- What you are asked to do -
Scan the listing below. Copy each line that contains "format".

- Records for processing -
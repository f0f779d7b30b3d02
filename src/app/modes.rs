//! View mode and delete-confirmation state types.
//!
//! The coordinator tracks two independent state machines:
//!
//! - **View mode**: `Table` or `Grid`, changed only by explicit selection
//! - **Delete confirmation**: `Idle` or `Pending(record)`; a new request while
//!   one is pending replaces it, since only one dialog exists at a time
//!
//! # Example
//!
//! ```rust
//! use roster::app::modes::{DeleteConfirmation, ViewMode};
//!
//! let view = ViewMode::default();
//! assert_eq!(view, ViewMode::Table);
//! assert!(DeleteConfirmation::Idle.pending().is_none());
//! ```

use crate::domain::error::{Result, RosterError};
use crate::domain::Employee;
use serde::{Deserialize, Serialize};
use std::str::FromStr;

/// How the record list is displayed.
#[derive(Debug, Clone, Copy, Default, PartialEq, Eq, Serialize, Deserialize)]
#[serde(rename_all = "lowercase")]
pub enum ViewMode {
    /// One row per record with every field as a column.
    #[default]
    Table,

    /// One card per record.
    Grid,
}

impl ViewMode {
    /// Localization key of the view's name.
    #[must_use]
    pub const fn label_key(self) -> &'static str {
        match self {
            Self::Table => "views.table",
            Self::Grid => "views.grid",
        }
    }
}

impl FromStr for ViewMode {
    type Err = RosterError;

    fn from_str(s: &str) -> Result<Self> {
        match s.trim().to_ascii_lowercase().as_str() {
            "table" => Ok(Self::Table),
            "grid" => Ok(Self::Grid),
            other => Err(RosterError::InvalidInput(format!("unknown view: {other}"))),
        }
    }
}

/// Delete-confirmation state.
#[derive(Debug, Clone, Default, PartialEq, Eq)]
pub enum DeleteConfirmation {
    /// No deletion requested.
    #[default]
    Idle,

    /// Waiting for the user to confirm deleting this record.
    Pending(Employee),
}

impl DeleteConfirmation {
    /// The record awaiting confirmation, if any.
    #[must_use]
    pub const fn pending(&self) -> Option<&Employee> {
        match self {
            Self::Idle => None,
            Self::Pending(employee) => Some(employee),
        }
    }
}
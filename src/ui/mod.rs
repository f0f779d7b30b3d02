//! User interface rendering layer with component-based architecture.
//!
//! This module transforms view models into plain-text output through
//! composable rendering components.
//!
//! # Architecture
//!
//! ```text
//! AppState → compute_viewmodel → UIViewModel → render → Text
//! ```
//!
//! # Modules
//!
//! - [`viewmodel`]: View model types representing renderable UI state
//! - [`renderer`]: Top-level rendering coordinator
//! - [`components`]: Composable UI component renderers

pub mod components;
pub mod renderer;
pub mod viewmodel;

pub use renderer::{render, render_viewmodel};
pub use viewmodel::{
    Body, Card, DialogInfo, EmptyState, HeaderInfo, PaginationInfo, TableRow, TableView,
    UIViewModel, ViewTab,
};
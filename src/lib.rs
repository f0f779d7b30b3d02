//! Roster: employee records with paginated, bilingual table and grid views.
//!
//! Roster provides:
//! - An async record store over a pluggable storage engine, with a unique
//!   email index and auto-increment ids that are never reused
//! - A pure pagination engine with a collapsing page-number list
//! - A view-state coordinator for table/grid layout, paging, editing and
//!   delete confirmation
//! - English and Turkish labels
//! - A command-line front end (`roster`)

#![allow(clippy::multiple_crate_versions)]

//!
//! # Architecture
//!
//! The crate follows a layered architecture pattern:
//!
//! ```text
//! ┌─────────────────────────────────────────────────────┐
//! │  CLI (main.rs)                                      │  ← Entry point
//! └─────────────────────────────────────────────────────┘
//!                        │
//! ┌─────────────────────────────────────────────────────┐
//! │  Application Layer (app/)                           │  ← State machine
//! │  - Event handling                                   │
//! │  - Pagination                                       │
//! │  - View model computation                           │
//! └─────────────────────────────────────────────────────┘
//!         │                    │                    │
//! ┌───────────────┐   ┌───────────────┐   ┌───────────────┐
//! │ UI Layer      │   │ Worker Layer  │   │ i18n          │
//! │ (ui/)         │   │ (worker/)     │   │ (i18n/)       │
//! │ - Rendering   │   │ - Messages    │   │ - Catalog     │
//! │ - Components  │   │ - Store calls │   │ - Locales     │
//! └───────────────┘   └───────────────┘   └───────────────┘
//!                              │
//! ┌─────────────────────────────────────────────────────┐
//! │  Storage Layer (storage/)                           │
//! │  - Record store (async, shared initialization)      │
//! │  - Engine trait, memory and JSON file engines       │
//! └─────────────────────────────────────────────────────┘
//!                        │
//! ┌─────────────────────────────────────────────────────┐
//! │  Infrastructure & Domain Layers                     │
//! │  - Data paths (infrastructure/)                     │
//! │  - Error types (domain/error)                       │
//! │  - Employee model (domain/employee)                 │
//! └─────────────────────────────────────────────────────┘
//! ```
//!
//! # Modules
//!
//! - [`app`]: Application state machine with event/action model
//! - [`domain`]: Core domain types (Employee, errors)
//! - [`i18n`]: Label catalog and locales
//! - [`infrastructure`]: Data and log paths
//! - [`storage`]: Record store and storage engines
//! - [`worker`]: Executes store operations for the coordinator
//! - [`ui`]: Plain-text rendering
//! - [`observability`]: Rotating log file setup
//!
//! # Configuration
//!
//! ```toml
//! # roster.toml
//! data_dir = "~/.local/share/roster"
//! items_per_page = 4
//! default_view = "table"
//! locale = "tr"
//! seed_on_empty = true
//! trace_level = "info"
//! ```
//!
//! # Example
//!
//! ```rust
//! use roster::storage::MemoryEngine;
//! use roster::{initialize, Config, Event};
//!
//! # futures::executor::block_on(async {
//! let config = Config { seed_on_empty: false, ..Config::default() };
//! let mut runtime = initialize(&config, MemoryEngine::new());
//!
//! runtime.dispatch(roster::startup_event(&config)?).await?;
//! runtime.dispatch(Event::NextPage).await?;
//! assert_eq!(runtime.state().current_page, 1);
//! # Ok::<(), roster::RosterError>(())
//! # })?;
//! # Ok::<(), roster::RosterError>(())
//! ```

pub mod app;
pub mod domain;
pub mod i18n;
pub mod infrastructure;
pub mod storage;
pub mod worker;

pub mod ui;

pub mod observability;

pub use app::{handle_event, Action, AppState, Event, Runtime, ViewMode};
pub use domain::{Employee, EmployeeId, ErrorKind, Result, RosterError};
pub use i18n::{Catalog, Locale};

use serde::{Deserialize, Serialize};
use std::collections::BTreeMap;
use std::path::Path;
use storage::{seed_employees, Engine, JsonFileEngine, RecordStore};
use worker::RosterWorker;

/// Default number of records per page.
pub const DEFAULT_ITEMS_PER_PAGE: usize = 4;

/// Runtime configuration.
///
/// # Example
///
/// ```toml
/// items_per_page = 10
/// default_view = "grid"
/// locale = "en"
/// ```
#[derive(Debug, Clone, PartialEq, Eq, Serialize, Deserialize)]
#[serde(default, deny_unknown_fields)]
pub struct Config {
    /// Directory holding the JSON store and the log file.
    ///
    /// `~` is expanded. `ROSTER_DATA_DIR` overrides it. Default:
    /// `$HOME/.local/share/roster`
    pub data_dir: Option<String>,

    /// Records per page. Must be at least 1. Default: 4
    pub items_per_page: usize,

    /// Layout shown on startup. Default: `table`
    pub default_view: ViewMode,

    /// Label language. Default: `tr`
    pub locale: Locale,

    /// Insert the bundled sample records when the store is empty. Default: true
    pub seed_on_empty: bool,

    /// Log level directive.
    ///
    /// Options: `trace`, `debug`, `info`, `warn`, `error`. `RUST_LOG` takes
    /// precedence. Default: `"info"`
    pub trace_level: Option<String>,
}

impl Default for Config {
    fn default() -> Self {
        Self {
            data_dir: None,
            items_per_page: DEFAULT_ITEMS_PER_PAGE,
            default_view: ViewMode::default(),
            locale: Locale::default(),
            seed_on_empty: true,
            trace_level: None,
        }
    }
}

impl Config {
    /// Parses configuration from a string map, falling back to defaults for
    /// missing keys.
    ///
    /// # Parsing Rules
    ///
    /// - `data_dir`, `trace_level`: taken as is
    /// - `items_per_page`: positive integer
    /// - `default_view`: `table` or `grid`
    /// - `locale`: `en` or `tr`
    /// - `seed_on_empty`: `true` or `false`
    ///
    /// # Errors
    ///
    /// Returns [`RosterError::Config`] naming the first key whose value does
    /// not parse, or if `items_per_page` is 0.
    ///
    /// # Example
    ///
    /// ```rust
    /// use std::collections::BTreeMap;
    /// use roster::{Config, ViewMode};
    ///
    /// let mut map = BTreeMap::new();
    /// map.insert("items_per_page".to_string(), "10".to_string());
    /// map.insert("default_view".to_string(), "grid".to_string());
    ///
    /// let config = Config::from_map(&map)?;
    /// assert_eq!(config.items_per_page, 10);
    /// assert_eq!(config.default_view, ViewMode::Grid);
    /// # Ok::<(), roster::RosterError>(())
    /// ```
    pub fn from_map(map: &BTreeMap<String, String>) -> Result<Self> {
        let defaults = Self::default();
        let invalid = |key: &str, value: &str| {
            RosterError::Config(format!("invalid value for {key}: {value:?}"))
        };

        let items_per_page = match map.get("items_per_page") {
            Some(value) => value
                .trim()
                .parse::<usize>()
                .map_err(|_| invalid("items_per_page", value))?,
            None => defaults.items_per_page,
        };
        let default_view = match map.get("default_view") {
            Some(value) => value.parse().map_err(|_| invalid("default_view", value))?,
            None => defaults.default_view,
        };
        let locale = match map.get("locale") {
            Some(value) => value.parse().map_err(|_| invalid("locale", value))?,
            None => defaults.locale,
        };
        let seed_on_empty = match map.get("seed_on_empty") {
            Some(value) => value
                .trim()
                .parse::<bool>()
                .map_err(|_| invalid("seed_on_empty", value))?,
            None => defaults.seed_on_empty,
        };

        let config = Self {
            data_dir: map.get("data_dir").cloned(),
            items_per_page,
            default_view,
            locale,
            seed_on_empty,
            trace_level: map.get("trace_level").cloned(),
        };
        config.validate()?;
        Ok(config)
    }

    /// Reads a TOML configuration file.
    ///
    /// # Errors
    ///
    /// Returns [`RosterError::Config`] if the file cannot be read, is not
    /// valid TOML, has unknown keys, or fails validation.
    pub fn from_file(path: impl AsRef<Path>) -> Result<Self> {
        let path = path.as_ref();
        let source = std::fs::read_to_string(path).map_err(|e| {
            RosterError::Config(format!("cannot read {}: {e}", path.display()))
        })?;
        let config: Self = toml::from_str(&source)?;
        config.validate()?;
        tracing::debug!(path = ?path, "configuration loaded");
        Ok(config)
    }

    /// Checks cross-field rules.
    ///
    /// # Errors
    ///
    /// Returns [`RosterError::Config`] if `items_per_page` is 0.
    pub fn validate(&self) -> Result<()> {
        if self.items_per_page == 0 {
            return Err(RosterError::Config("items_per_page must be at least 1".to_string()));
        }
        Ok(())
    }
}

/// Builds a runtime over `engine` with state taken from `config`.
///
/// The store is not opened until the [`startup_event`] is dispatched.
pub fn initialize<E: Engine + 'static>(config: &Config, engine: E) -> Runtime<E> {
    tracing::debug!(
        items_per_page = config.items_per_page,
        view = ?config.default_view,
        locale = %config.locale,
        "initializing roster"
    );

    let state = AppState::new(config.items_per_page, config.default_view, config.locale);
    Runtime::new(state, RosterWorker::new(RecordStore::new(engine)))
}

/// Builds a runtime persisting to `employees.json` in the data directory.
pub fn initialize_json(config: &Config) -> Runtime<JsonFileEngine> {
    let path = infrastructure::get_data_dir(config).join(infrastructure::DATA_FILE_NAME);
    tracing::debug!(path = ?path, "using JSON file store");
    initialize(config, JsonFileEngine::new(path))
}

/// The first event to dispatch: initializes the store, with the bundled
/// sample records as seed when `seed_on_empty` is set.
///
/// # Errors
///
/// Returns [`RosterError::InvalidInput`] if the bundled sample records do not parse.
pub fn startup_event(config: &Config) -> Result<Event> {
    let seed = if config.seed_on_empty {
        seed_employees()?
    } else {
        vec![]
    };
    Ok(Event::Startup { seed })
}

- Solution -
            other => Err(RosterError::InvalidInput(format!("unknown view: {other}"))),
            RosterError::Config(format!("invalid value for {key}: {value:?}"))
            RosterError::Config(format!("cannot read {}: {e}", path.display()))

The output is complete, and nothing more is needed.